Data for review Block Start

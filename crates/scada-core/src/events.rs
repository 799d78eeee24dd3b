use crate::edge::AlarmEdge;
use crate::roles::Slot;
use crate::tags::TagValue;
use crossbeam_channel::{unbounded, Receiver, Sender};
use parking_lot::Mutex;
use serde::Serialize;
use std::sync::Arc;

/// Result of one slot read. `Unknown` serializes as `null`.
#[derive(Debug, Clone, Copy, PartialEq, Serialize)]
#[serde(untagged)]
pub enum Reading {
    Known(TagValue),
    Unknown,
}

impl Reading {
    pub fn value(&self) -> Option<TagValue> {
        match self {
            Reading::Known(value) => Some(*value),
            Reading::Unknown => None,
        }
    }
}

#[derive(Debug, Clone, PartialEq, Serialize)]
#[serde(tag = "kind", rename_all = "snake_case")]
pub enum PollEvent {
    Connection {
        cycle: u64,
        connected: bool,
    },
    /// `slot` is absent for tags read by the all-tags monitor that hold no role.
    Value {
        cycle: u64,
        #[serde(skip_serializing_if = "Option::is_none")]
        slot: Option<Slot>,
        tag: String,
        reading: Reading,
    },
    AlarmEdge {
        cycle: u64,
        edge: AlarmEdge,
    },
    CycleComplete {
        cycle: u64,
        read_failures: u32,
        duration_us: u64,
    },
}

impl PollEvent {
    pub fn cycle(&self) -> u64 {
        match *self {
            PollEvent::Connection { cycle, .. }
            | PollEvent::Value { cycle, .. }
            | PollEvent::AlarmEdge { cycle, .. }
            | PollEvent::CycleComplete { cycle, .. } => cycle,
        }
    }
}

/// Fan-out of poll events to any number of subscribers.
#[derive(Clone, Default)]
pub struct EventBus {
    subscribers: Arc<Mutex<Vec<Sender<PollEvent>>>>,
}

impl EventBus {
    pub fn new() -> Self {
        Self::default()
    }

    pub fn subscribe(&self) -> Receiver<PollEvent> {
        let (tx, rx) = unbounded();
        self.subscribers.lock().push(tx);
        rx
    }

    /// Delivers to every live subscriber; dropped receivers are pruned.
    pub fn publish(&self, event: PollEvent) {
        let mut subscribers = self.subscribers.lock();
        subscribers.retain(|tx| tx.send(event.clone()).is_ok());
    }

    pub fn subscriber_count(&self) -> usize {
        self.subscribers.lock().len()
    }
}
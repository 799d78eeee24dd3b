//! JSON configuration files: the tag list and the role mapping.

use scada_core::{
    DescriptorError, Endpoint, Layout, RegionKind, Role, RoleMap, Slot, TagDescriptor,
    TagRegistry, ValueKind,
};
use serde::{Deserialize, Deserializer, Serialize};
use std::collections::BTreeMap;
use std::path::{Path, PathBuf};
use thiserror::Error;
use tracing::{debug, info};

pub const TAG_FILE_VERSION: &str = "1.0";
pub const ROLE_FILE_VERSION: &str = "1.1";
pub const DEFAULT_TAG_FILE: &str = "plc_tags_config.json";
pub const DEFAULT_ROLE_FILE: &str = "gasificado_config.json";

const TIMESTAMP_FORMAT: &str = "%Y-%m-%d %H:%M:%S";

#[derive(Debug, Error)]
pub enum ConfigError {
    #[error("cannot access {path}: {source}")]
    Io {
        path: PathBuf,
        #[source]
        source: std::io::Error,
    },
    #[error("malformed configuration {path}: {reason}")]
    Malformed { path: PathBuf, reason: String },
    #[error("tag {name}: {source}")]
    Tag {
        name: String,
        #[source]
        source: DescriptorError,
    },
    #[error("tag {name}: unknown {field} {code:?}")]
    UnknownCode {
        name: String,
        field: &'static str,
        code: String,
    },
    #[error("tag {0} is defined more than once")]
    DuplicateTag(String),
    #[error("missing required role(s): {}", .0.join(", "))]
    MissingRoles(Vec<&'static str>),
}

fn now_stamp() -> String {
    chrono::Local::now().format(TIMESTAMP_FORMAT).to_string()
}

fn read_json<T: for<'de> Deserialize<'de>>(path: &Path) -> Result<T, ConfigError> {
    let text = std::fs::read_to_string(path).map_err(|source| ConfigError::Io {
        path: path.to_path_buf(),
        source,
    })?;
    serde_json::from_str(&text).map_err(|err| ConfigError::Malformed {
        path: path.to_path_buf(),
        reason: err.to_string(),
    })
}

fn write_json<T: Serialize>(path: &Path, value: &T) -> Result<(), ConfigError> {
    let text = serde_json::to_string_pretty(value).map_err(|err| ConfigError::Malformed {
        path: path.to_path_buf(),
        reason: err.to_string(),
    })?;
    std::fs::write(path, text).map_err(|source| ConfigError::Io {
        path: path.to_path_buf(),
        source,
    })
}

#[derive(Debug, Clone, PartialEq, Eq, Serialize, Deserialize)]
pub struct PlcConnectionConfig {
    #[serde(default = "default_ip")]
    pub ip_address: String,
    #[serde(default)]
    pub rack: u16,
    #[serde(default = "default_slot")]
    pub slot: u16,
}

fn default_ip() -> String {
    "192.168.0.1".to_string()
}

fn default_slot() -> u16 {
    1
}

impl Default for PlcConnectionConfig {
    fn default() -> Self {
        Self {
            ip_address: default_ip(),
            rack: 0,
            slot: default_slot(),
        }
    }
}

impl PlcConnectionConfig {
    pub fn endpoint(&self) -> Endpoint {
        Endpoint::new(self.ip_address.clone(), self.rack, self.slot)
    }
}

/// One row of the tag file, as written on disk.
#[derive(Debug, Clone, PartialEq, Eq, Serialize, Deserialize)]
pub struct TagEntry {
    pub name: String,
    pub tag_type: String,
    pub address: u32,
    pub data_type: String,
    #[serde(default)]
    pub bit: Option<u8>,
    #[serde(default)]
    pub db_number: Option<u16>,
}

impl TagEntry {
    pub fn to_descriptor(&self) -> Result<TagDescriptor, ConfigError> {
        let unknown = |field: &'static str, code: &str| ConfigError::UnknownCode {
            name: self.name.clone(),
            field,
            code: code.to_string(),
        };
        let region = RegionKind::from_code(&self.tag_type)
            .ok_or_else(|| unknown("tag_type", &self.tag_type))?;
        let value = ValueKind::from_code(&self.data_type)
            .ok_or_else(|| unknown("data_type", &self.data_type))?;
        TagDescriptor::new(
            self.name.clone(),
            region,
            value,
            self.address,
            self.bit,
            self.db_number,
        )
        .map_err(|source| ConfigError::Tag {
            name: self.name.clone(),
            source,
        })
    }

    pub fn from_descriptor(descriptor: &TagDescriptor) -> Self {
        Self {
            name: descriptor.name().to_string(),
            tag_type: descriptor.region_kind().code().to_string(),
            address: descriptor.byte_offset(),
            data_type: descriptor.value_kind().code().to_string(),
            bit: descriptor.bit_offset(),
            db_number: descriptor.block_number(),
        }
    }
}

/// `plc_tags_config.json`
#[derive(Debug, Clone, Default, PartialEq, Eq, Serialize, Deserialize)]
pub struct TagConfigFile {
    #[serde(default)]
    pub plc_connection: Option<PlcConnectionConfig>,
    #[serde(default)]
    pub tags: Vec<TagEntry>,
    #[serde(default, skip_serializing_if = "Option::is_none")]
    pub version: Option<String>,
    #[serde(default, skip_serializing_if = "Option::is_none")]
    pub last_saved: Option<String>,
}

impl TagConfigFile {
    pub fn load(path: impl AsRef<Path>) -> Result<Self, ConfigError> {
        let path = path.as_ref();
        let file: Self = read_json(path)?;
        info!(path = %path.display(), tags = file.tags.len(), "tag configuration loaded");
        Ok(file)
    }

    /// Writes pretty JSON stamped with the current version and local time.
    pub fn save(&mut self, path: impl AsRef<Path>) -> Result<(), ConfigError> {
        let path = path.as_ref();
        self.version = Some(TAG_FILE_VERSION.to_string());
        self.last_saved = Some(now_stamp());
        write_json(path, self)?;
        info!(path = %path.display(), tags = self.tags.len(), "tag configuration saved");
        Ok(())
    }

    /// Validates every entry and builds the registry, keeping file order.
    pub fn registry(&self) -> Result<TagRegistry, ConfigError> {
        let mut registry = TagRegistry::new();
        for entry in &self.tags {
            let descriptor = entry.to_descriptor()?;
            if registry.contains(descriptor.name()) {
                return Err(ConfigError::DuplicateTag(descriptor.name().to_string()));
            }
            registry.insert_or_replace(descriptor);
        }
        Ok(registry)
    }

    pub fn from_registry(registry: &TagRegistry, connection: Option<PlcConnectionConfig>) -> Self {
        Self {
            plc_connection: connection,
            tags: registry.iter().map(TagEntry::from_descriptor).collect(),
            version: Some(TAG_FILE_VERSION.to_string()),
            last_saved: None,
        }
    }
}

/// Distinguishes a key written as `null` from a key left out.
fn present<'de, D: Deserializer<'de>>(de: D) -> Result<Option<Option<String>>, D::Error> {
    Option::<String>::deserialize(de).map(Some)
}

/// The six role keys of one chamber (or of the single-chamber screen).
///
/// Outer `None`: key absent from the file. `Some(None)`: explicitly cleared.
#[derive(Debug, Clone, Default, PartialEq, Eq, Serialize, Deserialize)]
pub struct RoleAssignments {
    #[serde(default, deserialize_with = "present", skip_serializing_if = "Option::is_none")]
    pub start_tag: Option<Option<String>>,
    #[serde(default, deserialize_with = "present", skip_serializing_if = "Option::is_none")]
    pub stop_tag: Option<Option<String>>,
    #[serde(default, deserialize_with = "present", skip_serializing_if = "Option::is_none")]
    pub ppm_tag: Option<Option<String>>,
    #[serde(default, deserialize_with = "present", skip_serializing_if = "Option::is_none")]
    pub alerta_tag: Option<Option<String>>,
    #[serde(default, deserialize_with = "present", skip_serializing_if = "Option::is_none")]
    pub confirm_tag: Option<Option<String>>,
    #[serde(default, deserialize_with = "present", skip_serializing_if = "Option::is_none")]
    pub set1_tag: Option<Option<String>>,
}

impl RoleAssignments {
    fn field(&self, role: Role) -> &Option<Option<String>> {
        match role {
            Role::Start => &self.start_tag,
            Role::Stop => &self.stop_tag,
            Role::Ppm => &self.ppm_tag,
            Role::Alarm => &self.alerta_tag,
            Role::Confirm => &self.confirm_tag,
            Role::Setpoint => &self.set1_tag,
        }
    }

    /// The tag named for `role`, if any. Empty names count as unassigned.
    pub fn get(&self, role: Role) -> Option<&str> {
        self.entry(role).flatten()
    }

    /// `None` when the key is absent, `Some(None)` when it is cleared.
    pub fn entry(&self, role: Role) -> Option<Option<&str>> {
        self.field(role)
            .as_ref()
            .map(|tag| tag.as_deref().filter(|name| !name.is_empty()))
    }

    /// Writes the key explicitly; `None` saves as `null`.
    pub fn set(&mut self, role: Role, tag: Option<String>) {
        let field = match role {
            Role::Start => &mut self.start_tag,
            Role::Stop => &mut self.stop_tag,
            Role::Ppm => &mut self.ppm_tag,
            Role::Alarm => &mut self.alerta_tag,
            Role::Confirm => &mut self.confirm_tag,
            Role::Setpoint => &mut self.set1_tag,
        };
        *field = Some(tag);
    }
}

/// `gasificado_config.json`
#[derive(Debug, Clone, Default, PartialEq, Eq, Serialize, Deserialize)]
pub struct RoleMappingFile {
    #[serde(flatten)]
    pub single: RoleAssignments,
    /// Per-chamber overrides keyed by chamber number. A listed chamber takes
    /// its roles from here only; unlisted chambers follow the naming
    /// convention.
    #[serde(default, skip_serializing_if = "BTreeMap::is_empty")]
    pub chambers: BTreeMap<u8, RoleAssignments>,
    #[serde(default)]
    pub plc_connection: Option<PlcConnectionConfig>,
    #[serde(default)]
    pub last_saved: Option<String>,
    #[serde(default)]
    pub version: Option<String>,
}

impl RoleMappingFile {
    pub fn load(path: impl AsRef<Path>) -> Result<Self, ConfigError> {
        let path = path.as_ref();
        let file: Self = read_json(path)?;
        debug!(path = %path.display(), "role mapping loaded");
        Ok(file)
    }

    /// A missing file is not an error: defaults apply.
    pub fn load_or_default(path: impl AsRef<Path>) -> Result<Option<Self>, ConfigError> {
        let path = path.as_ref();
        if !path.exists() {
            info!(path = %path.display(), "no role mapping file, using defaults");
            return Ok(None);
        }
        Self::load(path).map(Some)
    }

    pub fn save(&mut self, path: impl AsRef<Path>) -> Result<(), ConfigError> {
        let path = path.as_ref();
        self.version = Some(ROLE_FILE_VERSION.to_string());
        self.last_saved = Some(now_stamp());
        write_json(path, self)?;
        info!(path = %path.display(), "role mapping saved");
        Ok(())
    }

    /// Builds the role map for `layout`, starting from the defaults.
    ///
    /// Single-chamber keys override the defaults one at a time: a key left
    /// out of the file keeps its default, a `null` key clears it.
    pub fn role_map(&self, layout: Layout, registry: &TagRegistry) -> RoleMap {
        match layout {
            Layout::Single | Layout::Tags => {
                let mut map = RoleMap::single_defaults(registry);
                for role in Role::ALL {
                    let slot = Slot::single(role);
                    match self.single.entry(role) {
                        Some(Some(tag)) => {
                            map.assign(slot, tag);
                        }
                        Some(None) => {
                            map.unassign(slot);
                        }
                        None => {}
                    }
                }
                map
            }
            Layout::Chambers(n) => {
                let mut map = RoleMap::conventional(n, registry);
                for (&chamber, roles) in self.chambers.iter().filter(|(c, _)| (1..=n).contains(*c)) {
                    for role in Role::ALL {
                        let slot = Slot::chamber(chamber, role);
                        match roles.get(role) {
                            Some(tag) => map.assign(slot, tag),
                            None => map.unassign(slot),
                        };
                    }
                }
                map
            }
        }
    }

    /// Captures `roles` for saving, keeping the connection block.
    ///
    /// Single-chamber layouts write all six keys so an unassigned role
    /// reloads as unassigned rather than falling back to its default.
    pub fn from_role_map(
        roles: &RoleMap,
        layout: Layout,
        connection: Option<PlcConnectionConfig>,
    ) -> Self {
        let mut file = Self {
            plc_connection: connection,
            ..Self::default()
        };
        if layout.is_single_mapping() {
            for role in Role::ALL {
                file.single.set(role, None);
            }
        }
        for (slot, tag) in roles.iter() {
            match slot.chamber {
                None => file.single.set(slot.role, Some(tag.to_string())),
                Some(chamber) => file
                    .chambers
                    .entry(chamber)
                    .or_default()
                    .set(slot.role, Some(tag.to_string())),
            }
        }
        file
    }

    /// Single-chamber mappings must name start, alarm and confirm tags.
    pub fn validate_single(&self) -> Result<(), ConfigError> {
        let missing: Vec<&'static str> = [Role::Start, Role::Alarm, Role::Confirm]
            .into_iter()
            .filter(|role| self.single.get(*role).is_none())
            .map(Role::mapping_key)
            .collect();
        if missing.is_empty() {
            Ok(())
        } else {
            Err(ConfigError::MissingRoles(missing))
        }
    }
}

Data for review Block End

(Problem statement):
The result should be every line of the material that contains the word "MissingRoles", so copy those lines.

(Solution to this task):
    MissingRoles(Vec<&'static str>),
            Err(ConfigError::MissingRoles(missing))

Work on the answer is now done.